__WORK INSTRUCTION__.
Report every line of the material that contains the string "first".

__GIVEN RECORDS__.
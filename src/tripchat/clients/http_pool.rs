//! HTTP client pool maintaining one persistent reqwest client per base URL.
//!
//! Reusing a client per endpoint keeps TCP connections and TLS sessions alive
//! across the many sequential requests a conversation makes. The clients are
//! configured with:
//! - `pool_idle_timeout`: idle connections kept alive for 90 seconds
//! - `pool_max_idle_per_host`: up to 10 idle connections per host
//! - `tcp_keepalive`: keepalive probes every 60 seconds
//! - `timeout`: a 300 second hard ceiling per request (the conversation loop
//!   applies its own, shorter per-call timeout on top)

use once_cell::sync::Lazy;
use reqwest::header::HeaderMap;
use std::collections::HashMap;
use std::sync::Mutex;
use std::time::Duration;

/// Global HTTP client pool, lazily initialized on first access.
static HTTP_CLIENT_POOL: Lazy<Mutex<HashMap<String, reqwest::Client>>> =
    Lazy::new(|| Mutex::new(HashMap::new()));

/// Get or create the shared HTTP client for the given base URL.
pub fn get_http_client(base_url: &str) -> reqwest::Client {
    get_http_client_with_headers(base_url, HeaderMap::new())
}

/// Get or create the shared HTTP client for the given base URL, attaching
/// the supplied default headers when the client is first built.
///
/// Headers only apply on first construction; subsequent lookups for the same
/// base URL return the already-built client.
pub fn get_http_client_with_headers(base_url: &str, headers: HeaderMap) -> reqwest::Client {
    let mut pool = HTTP_CLIENT_POOL
        .lock()
        .unwrap_or_else(|poisoned| poisoned.into_inner());

    if let Some(client) = pool.get(base_url) {
        return client.clone();
    }

    let client = reqwest::ClientBuilder::new()
        .default_headers(headers)
        .pool_idle_timeout(Some(Duration::from_secs(90)))
        .pool_max_idle_per_host(10)
        .tcp_keepalive(Some(Duration::from_secs(60)))
        .timeout(Duration::from_secs(300))
        .build()
        .expect("Failed to build HTTP client");

    pool.insert(base_url.to_string(), client.clone());
    client
}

__RESULT FOR THIS EXERCISE__.
/// Global HTTP client pool, lazily initialized on first access.
/// the supplied default headers when the client is first built.
/// Headers only apply on first construction; subsequent lookups for the same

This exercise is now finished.